#### EXERCISE PROMPT
In the data below, find every line with the string "trim" and pull it out.

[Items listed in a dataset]
____

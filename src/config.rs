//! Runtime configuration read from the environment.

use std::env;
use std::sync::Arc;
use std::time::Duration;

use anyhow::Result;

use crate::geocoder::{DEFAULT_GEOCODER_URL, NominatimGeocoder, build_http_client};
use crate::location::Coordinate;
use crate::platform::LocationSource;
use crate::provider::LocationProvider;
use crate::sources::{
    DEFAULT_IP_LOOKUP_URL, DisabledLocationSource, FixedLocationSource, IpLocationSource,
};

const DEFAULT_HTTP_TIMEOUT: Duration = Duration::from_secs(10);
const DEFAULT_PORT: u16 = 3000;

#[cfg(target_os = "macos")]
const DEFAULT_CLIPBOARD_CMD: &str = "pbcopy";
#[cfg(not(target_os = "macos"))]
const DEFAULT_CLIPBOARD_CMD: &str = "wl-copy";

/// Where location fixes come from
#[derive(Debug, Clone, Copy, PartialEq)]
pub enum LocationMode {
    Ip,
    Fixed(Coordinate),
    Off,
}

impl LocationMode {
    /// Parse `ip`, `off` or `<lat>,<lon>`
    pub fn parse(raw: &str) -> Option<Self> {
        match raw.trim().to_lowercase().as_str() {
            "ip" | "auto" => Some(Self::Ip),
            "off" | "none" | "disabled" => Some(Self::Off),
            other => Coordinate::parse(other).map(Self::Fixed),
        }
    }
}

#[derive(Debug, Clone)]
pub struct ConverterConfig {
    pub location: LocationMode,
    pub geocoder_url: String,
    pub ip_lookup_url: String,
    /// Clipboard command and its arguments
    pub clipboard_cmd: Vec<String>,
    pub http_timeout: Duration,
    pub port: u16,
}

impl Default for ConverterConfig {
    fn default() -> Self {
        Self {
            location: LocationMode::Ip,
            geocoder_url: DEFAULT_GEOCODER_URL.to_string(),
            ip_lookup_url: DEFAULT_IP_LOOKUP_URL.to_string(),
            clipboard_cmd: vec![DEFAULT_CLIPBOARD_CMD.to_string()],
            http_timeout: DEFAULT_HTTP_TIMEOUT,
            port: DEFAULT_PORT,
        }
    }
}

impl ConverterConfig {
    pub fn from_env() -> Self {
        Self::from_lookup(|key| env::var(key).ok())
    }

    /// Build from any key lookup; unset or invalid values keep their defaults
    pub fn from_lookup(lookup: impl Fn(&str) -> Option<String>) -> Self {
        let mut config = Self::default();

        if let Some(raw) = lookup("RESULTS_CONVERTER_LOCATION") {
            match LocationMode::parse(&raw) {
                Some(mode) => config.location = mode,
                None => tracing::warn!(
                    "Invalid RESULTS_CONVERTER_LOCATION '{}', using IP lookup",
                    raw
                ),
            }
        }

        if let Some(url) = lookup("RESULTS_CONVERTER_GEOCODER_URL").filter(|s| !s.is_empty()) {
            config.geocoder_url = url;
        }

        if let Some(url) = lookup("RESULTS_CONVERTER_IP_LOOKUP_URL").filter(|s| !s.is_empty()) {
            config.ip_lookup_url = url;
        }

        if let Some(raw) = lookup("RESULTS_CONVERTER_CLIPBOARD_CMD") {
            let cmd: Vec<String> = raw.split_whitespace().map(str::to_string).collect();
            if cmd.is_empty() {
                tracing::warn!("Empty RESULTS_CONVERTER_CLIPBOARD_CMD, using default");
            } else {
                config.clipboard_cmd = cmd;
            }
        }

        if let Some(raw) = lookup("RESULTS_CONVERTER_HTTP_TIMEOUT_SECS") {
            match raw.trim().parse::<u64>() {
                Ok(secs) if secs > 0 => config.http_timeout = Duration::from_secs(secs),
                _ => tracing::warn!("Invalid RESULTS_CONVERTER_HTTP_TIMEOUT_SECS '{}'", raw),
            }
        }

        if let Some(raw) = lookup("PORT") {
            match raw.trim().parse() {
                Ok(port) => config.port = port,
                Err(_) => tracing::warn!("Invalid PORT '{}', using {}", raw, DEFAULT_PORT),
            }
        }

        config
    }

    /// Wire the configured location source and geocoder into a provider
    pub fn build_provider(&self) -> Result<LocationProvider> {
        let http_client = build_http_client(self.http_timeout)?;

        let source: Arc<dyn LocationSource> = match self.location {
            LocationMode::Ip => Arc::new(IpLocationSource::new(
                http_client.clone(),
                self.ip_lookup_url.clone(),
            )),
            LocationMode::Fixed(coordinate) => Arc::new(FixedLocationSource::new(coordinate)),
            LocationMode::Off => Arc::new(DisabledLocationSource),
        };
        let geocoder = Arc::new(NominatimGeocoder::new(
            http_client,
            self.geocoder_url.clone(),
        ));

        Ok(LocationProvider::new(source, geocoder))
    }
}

____

#### TASK SOLUTION
        match raw.trim().to_lowercase().as_str() {
            match raw.trim().parse::<u64>() {
            match raw.trim().parse() {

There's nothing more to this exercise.